**Data extracts:**
//! The technology-metrics ETL: registry loading, the run orchestrator,
//! append-only staging, latest-value datamart materialization, reports and
//! the cron scheduler.

use std::sync::Arc;
use std::time::Duration;

use anyhow::{Context, Result};
use tmart_connectors::{
    GithubConnector, PypiConnector, ServiceAccountTokenProvider, SourceConnector,
};
use tmart_core::SourceTag;
use tmart_storage::{
    HttpClientConfig, HttpFetcher, PgWarehouse, PoolConfig, RawResponseArchive, WarehouseTarget,
};
use tracing::info;

pub mod config;
pub mod datamart;
pub mod export;
pub mod pipeline;
pub mod registry;
pub mod reports;
pub mod scheduler;
pub mod staging;

pub use config::{Credentials, SyncConfig};
pub use datamart::{build_snapshot, select_latest, DatamartBuilder, MaterializationError, RebuildOutcome};
pub use export::{export_datamart_parquet, ParquetManifest, ParquetManifestFile};
pub use pipeline::{
    FailureRecord, PipelineOptions, RunPhase, RunStatus, RunSummary, SourceRunStats, SyncPipeline,
};
pub use registry::{near_duplicates, Registry, SourceSettings};
pub use reports::{
    publish_or_log, publish_run, recent_run_summaries, render_brief, report_recent_runs_markdown,
    write_run_reports,
};
pub use scheduler::{build_scheduler, run_scheduler, ScheduledSync};
pub use staging::{
    GrowthWarningHook, NoopRetentionHook, RetentionHook, StagingStats, StagingWriteError,
    StagingWriter,
};

pub const CRATE_NAME: &str = "tmart-sync";

/// Connectors for every source the registry actually uses. Credentials must
/// already have been checked with [`SyncConfig::require_credentials`].
pub async fn build_connectors(
    config: &SyncConfig,
    registry: &Registry,
) -> Result<Vec<Arc<dyn SourceConnector>>> {
    let http = Arc::new(HttpFetcher::new(HttpClientConfig {
        timeout: Duration::from_secs(config.http_timeout_secs),
        user_agent: Some(config.user_agent.clone()),
        token_bucket: config.token_bucket(),
        ..Default::default()
    })?);
    let archive = config.raw_archive_dir.clone().map(RawResponseArchive::new);
    let mut connectors: Vec<Arc<dyn SourceConnector>> = Vec::new();

    if registry.is_active(SourceTag::Github) {
        let token = config
            .credentials
            .github_token
            .clone()
            .context("GITHUB_TOKEN is not set")?;
        let mut github = GithubConnector::new(http.clone(), token);
        if let Some(archive) = &archive {
            github = github.with_archive(archive.clone());
        }
        connectors.push(Arc::new(github));
    }

    if registry.is_active(SourceTag::Pypi) {
        let project = config
            .credentials
            .gcp_project
            .clone()
            .context("GOOGLE_CLOUD_PROJECT is not set")?;
        let key_path = config
            .credentials
            .gcp_credentials
            .as_deref()
            .context("GOOGLE_APPLICATION_CREDENTIALS is not set")?;
        let tokens = ServiceAccountTokenProvider::from_file(http.clone(), key_path).await?;
        info!(client_email = tokens.client_email(), "using service account for bigquery");
        let mut pypi = PypiConnector::new(http.clone(), project, Arc::new(tokens));
        if let Some(archive) = &archive {
            pypi = pypi.with_archive(archive.clone());
        }
        connectors.push(Arc::new(pypi));
    }

    Ok(connectors)
}

/// Loads and validates everything a run needs. Any error here is fatal and
/// happens before a run starts.
pub async fn pipeline_from_config(config: &SyncConfig) -> Result<SyncPipeline> {
    let registry = Registry::load(&config.registry_path).await?;
    config.require_credentials(&registry)?;
    let warehouse = config.warehouse.open().await.context("opening warehouse")?;
    let connectors = build_connectors(config, &registry).await?;

    let mut pipeline = SyncPipeline::new(registry, warehouse).with_options(PipelineOptions {
        fetch_concurrency: config.fetch_concurrency,
        run_timeout: Duration::from_secs(config.run_timeout_secs),
    });
    for connector in connectors {
        pipeline = pipeline.with_connector(connector);
    }
    if let Some(threshold) = config.staging_warn_rows {
        pipeline = pipeline.with_retention_hook(Box::new(GrowthWarningHook::new(threshold)));
    }
    Ok(pipeline)
}

/// One run against the environment's configuration, with reports and a
/// Parquet export published under the reports directory.
pub async fn run_sync_once_from_env() -> Result<RunSummary> {
    let config = SyncConfig::from_env()?;
    let pipeline = pipeline_from_config(&config).await?;
    let summary = pipeline.run_once().await;
    publish_or_log(&config.reports_dir, &summary, pipeline.warehouse().as_ref()).await;
    Ok(summary)
}

/// Rebuilds the datamart from the staging already stored, without fetching.
pub async fn rebuild_from_env() -> Result<RebuildOutcome> {
    let config = SyncConfig::from_env()?;
    let warehouse = config.warehouse.open().await.context("opening warehouse")?;
    let outcome = DatamartBuilder::new(warehouse)
        .rebuild(uuid::Uuid::new_v4())
        .await
        .context("rebuilding datamart")?;
    Ok(outcome)
}

/// Applies the Postgres schema migrations. Other backends need none.
pub async fn migrate_from_env() -> Result<()> {
    let config = SyncConfig::from_env()?;
    match &config.warehouse {
        WarehouseTarget::Postgres(url) => {
            let warehouse = PgWarehouse::connect(url, PoolConfig::default())
                .await
                .context("connecting to postgres")?;
            warehouse.migrate().await.context("running migrations")?;
            info!("warehouse migrations applied");
        }
        other => info!(target = ?other, "warehouse needs no migrations"),
    }
    Ok(())
}

/// Scheduler mode: one pipeline shared across triggers so runs never overlap.
pub async fn run_scheduler_from_env() -> Result<()> {
    let config = SyncConfig::from_env()?;
    let pipeline = Arc::new(pipeline_from_config(&config).await?);
    let sync = Arc::new(ScheduledSync::new(pipeline, config.reports_dir.clone()));
    run_scheduler(&config.scheduler_cron, sync).await
}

**Problem:** Provide only the number of lines in the entries that hold the word "SourceTag".

**Written solution:** 3